The trick is that, if no jumps are found for a given game state, I need to return the current game state, rather than the empty list.
Why? I've written minimax several times, and I can't imagine a use for such a function. Wouldn't you be better off with a function of type
nextStates :: [ZertzState] -> [Maybe [ZertzState]]
or
nextStates :: [ZertzState] -> [[ZertzState]]
However if you really want to return "either the list of next states, or if that list is empty, the original state", then the type you want is
nextStates :: [ZertzState] -> [Either ZertzState [ZertzState]]
which you can then flatten easily enough.
As to how to implement, I recommend defining a helper function of type
[ZertzState] -> [(ZertzState, [ZertzState])]
and than you can map
(\(start, succs) -> if null succs then Left start else Right succs)
over the result, plus various other things.
As Fred Brooks said (paraphrasing), once you get the types right, the code practically writes itself.
Don't abuse monads notation for list, it's so heavy for nothing.

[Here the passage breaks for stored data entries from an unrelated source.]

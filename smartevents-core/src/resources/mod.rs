//! Storage for the managed resources the workers reconcile.

pub mod memory;
#[cfg(feature = "database")]
pub mod postgres;

use async_trait::async_trait;
use smartevents_model::{Bridge, ConnectorEntity, Processor, ResourceId};

use crate::error::Result;

pub use memory::InMemoryResourceRepository;
#[cfg(feature = "database")]
pub use postgres::PostgresResourceRepository;

/// Persistence for bridges, processors and connectors.
///
/// `persist_*` upserts by id and returns the stored row. `delete_*` returns
/// whether a row was removed.
#[async_trait]
pub trait ResourceRepository: Send + Sync {
    async fn find_bridge(&self, id: ResourceId) -> Result<Option<Bridge>>;
    async fn persist_bridge(&self, bridge: Bridge) -> Result<Bridge>;
    async fn delete_bridge(&self, id: ResourceId) -> Result<bool>;

    async fn find_processor(&self, id: ResourceId) -> Result<Option<Processor>>;
    async fn persist_processor(&self, processor: Processor) -> Result<Processor>;
    async fn delete_processor(&self, id: ResourceId) -> Result<bool>;

    /// Processors the bridge created for itself, e.g. its error handler.
    async fn find_hidden_processors(&self, bridge_id: ResourceId) -> Result<Vec<Processor>>;

    async fn find_connector(&self, id: ResourceId) -> Result<Option<ConnectorEntity>>;
    async fn find_connector_by_processor(
        &self,
        processor_id: ResourceId,
    ) -> Result<Option<ConnectorEntity>>;
    async fn persist_connector(&self, connector: ConnectorEntity) -> Result<ConnectorEntity>;
    async fn delete_connector(&self, id: ResourceId) -> Result<bool>;

    async fn find_bridges_by_shard(&self, shard_id: &str) -> Result<Vec<Bridge>>;
    async fn find_processors_by_shard(&self, shard_id: &str) -> Result<Vec<Processor>>;
}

Moreover you can use list comprehension in the same fashion :
do x <- [1..3]
y <- [2..5] <=> [ x + y | x <- [1..3], y <- [2..5] ]
return x + y
now for the 'simplification'
listOfHex :: [(Coord -> Coord,Coord -> Coord)]
listOfHex = [ (eHex, wHex), (wHex, eHex), (swHex, neHex)
, (neHex, swHex), (nwHex, seHex), (seHex, nwHex)]
generateJumpsIter :: [ZertzState] -> [ZertzState]
generateJumpsIter states =
[if null ws then ws else children ws | ws <- states]
where -- I named it foo because I don t know what it do....
foo True 1 = ZertzState (scoreMarble s1 color) s2
(jumpMarble (start c) c (end c) b) p
foo True (-1) = ZertzState s1 (scoreMarble s2 color)
(jumpMarble (start c) c (end c) b) p
foo False _ = []
foo _ _ = error "Bleh"
children ws#(ZertzState s1 s2 b p) =
[ foo (valid c hex) p | (c, _) <- occupiedCoords ws, hex <- listOfHex ]
where valid c (start, end) =
(hexOccupied b $ start c) && (hexOpen b $ end c)
The let in the let in list commprehension at the top bother me a little, but as I don't have all the code, I don't really know how to do it in an other way. If you can modify more in depth, I suggest you to use more combinators (map, foldr, foldl' etc) as they really reduce code size in my experience.
Note, the code is not tested, and may not compile.